Zelenski pide al G7 sistemas de defensa y ayuda a la reconstrucción de Ucrania

Zelenski pide al G7 sistemas de defensa y ayuda a la reconstrucción de Ucrania

(i-d) El presidente de EEUU, Joe Biden, el primer ministro japonés, Fumio Kishida, el canciller alemán, Olaf Scholz, el presidente del Consejo Europeo, Charles Michel, y el presidente francés, Emmanuel Macron, escuchan la intervención por videoconferencia del presidente ucraniano, Volodímir Zelenski (en la pantalla) en el castillo de Elmau, en Kruen, Alemania. EFE/EPA/CLEMENS BILAN / POOL

 

 

 





 

El presidente ucraniano, Volodímir Zelenski, reclamó hoy a los líderes del G7 sistemas de defensa antiaéreos, ayuda a la reconstrucción de su país y una estrategia contra el bloqueo ruso a las exportaciones de su trigo.

Zelenski se dirigió a los siete líderes del grupo en formato virtual, en una sesión a puerta cerrada, de la que únicamente se transmitieron algunas imágenes, sin sonido, iniciales, pero en las que pidió estos apoyos al G7, según informaciones coincidentes de fuentes comunitarias y alemanas.

Las únicas imágenes difundidas muestran al líder ucraniano, con su habitual camiseta caqui, mientras el canciller alemán, Olaf Scholz, el presidente estadounidense, Joe Biden, y los restante líderes del G7 -que completan Canadá, Japón, Reino Unido, Francia e Italia- escuchan su intervención, asimismo en traje informal.

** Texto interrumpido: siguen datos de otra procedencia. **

use std::net::SocketAddr;

use envconfig::Envconfig;

#[derive(Envconfig, Clone)]
pub struct Config {
    #[envconfig(default = "127.0.0.1:3000")]
    pub address: SocketAddr,

    /// Port the proxy's plaintext status page listens on (loopback only).
    pub status_port: u16,
    #[envconfig(default = "status")]
    pub status_path: String,
    #[envconfig(default = "3")]
    pub status_timeout_seconds: u64,
    #[envconfig(default = "5")]
    pub poll_interval_seconds: u64,

    #[envconfig(default = "true")]
    pub export_prometheus: bool,

    // Deployment identification only, not consumed by the poller or router.
    pub environment: Option<String>,
    pub domain: Option<String>,
}
use std::sync::Arc;

use envconfig::Envconfig;
use tokio::net::TcpListener;
use tokio::signal;
use tokio::sync::Notify;

use sidecar::config::Config;
use sidecar::lifecycle::LifecycleRegistry;
use sidecar::registry::MetricRegistry;
use sidecar::server::serve;

async fn shutdown(quit: Arc<Notify>) {
    let mut term = signal::unix::signal(signal::unix::SignalKind::terminate())
        .expect("failed to register SIGTERM handler");

    let mut interrupt = signal::unix::signal(signal::unix::SignalKind::interrupt())
        .expect("failed to register SIGINT handler");

    tokio::select! {
        _ = term.recv() => {},
        _ = interrupt.recv() => {},
        _ = quit.notified() => {},
    };

    tracing::info!("Shutting down gracefully...");
}

#[tokio::main]
async fn main() {
    tracing_subscriber::fmt::init();

    let config = Config::init_from_env().expect("Invalid configuration:");

    tracing::info!(
        environment = config.environment.as_deref().unwrap_or("unknown"),
        domain = config.domain.as_deref().unwrap_or("unknown"),
        "starting proxy sidecar"
    );

    let registry = MetricRegistry::new();
    let lifecycle = LifecycleRegistry::new();

    // /quitquitquit and /abortabortabort drain the server through the same
    // graceful-shutdown path as SIGTERM.
    let quit = Arc::new(Notify::new());
    let notifier = quit.clone();
    lifecycle.register_shutdown_handler(move || notifier.notify_one());

    let listener = TcpListener::bind(config.address)
        .await
        .expect("could not bind port");

    serve(config, listener, registry, lifecycle, shutdown(quit))
        .await
        .expect("server failed");
}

En su mensaje a los líderes de las siete potencias, Zelenski apremia a apoyar con determinación a su país y advierte que debe ponerse fin a la guerra contra Rusia antes de la llegada del próximo invierno.

Pide, además, que se endurezcan las sanciones contra Rusia, algo que, según fuentes de Estados Unidos, se aprobará en esta cumbre, que se cerrará mañana martes.

A esta sesión, que se abrió a las 08.00 GMT y se prevé se prolongue unas dos horas, seguirá la incorporación a las deliberaciones del grupo de cinco países invitados, Argentina, India, Senegal, Sudáfrica e Indonesia, país éste último que tiene la presidencia de turno del G20, donde está integrado Rusia.

Fuentes diplomáticas alemanas informaron de que, junto a la declaración final de los líderes del G7, habrá una adicional del grupo de países invitados, a los que Berlín concede gran relevancia tanto en la búsqueda de recursos energéticos como a la respuesta lo más inclusiva posible ante Rusia.

En declaraciones a la televisión pública alemana ARD, Scholz apeló a “no torpedear” el grupo que aglutina a las grandes potencias y a los países emergentes y declinó pronunciarse acerca de un hipotético boicot a la cumbre del G20, que debe celebrarse en noviembre, en caso de que asista Vladímir Putin.

Según fuentes estadounidenses, el G7 ultima un acuerdo para poner un precio límite a las exportaciones de petróleo ruso a países fuera de EE.UU., la Unión Europea (UE) y de este grupo de las siete naciones más industrializadas del mundo.

La cumbre del G7, que se prolongará hasta mañana, empezó ayer tras una bilateral entre Scholz y el Biden, ambos determinados a mostrar cohesión en su apoyo a Ucrania y a trazar nuevas respuestas contundentes hacia Moscú.

La guerra es el tema dominante en este G7, una cumbre con cierto carácter de puente entre el Consejo Europeo de la pasada semana, en que se reconoció a Ucrania como país aspirante al ingreso en la Unión Europea (UE), y la próxima de la OTAN, que se abrirá el miércoles en Madrid.

Junto a la necesidad de apoyar a Ucrania frente a la agresión rusa, los líderes del G7 abordan las consecuencias de ese conflicto en la economía global, la desenfrenada inflación y la alarma ante la crisis alimentaria que puede precipitar un bloqueo ruso al trigo ucraniano.

Biden avanzó ayer el propósito del G7 de prohibir las importaciones de oro ruso, algo que sustentan Canadá y Japón, así como el Reino Unido, cuyo primer ministro, Boris Johnson, aspira a convencer también a Alemania, Francia e Italia.

Entre los acuerdos más destacados de la primera jornada está el macroplan de infraestructuras presentado por Biden, Scholz y el resto de los líderes del G7, consistente en 600.000 millones de dólares que se destinarán a infraestructuras en países de ingresos medios y bajos para contrarrestar el avance de China.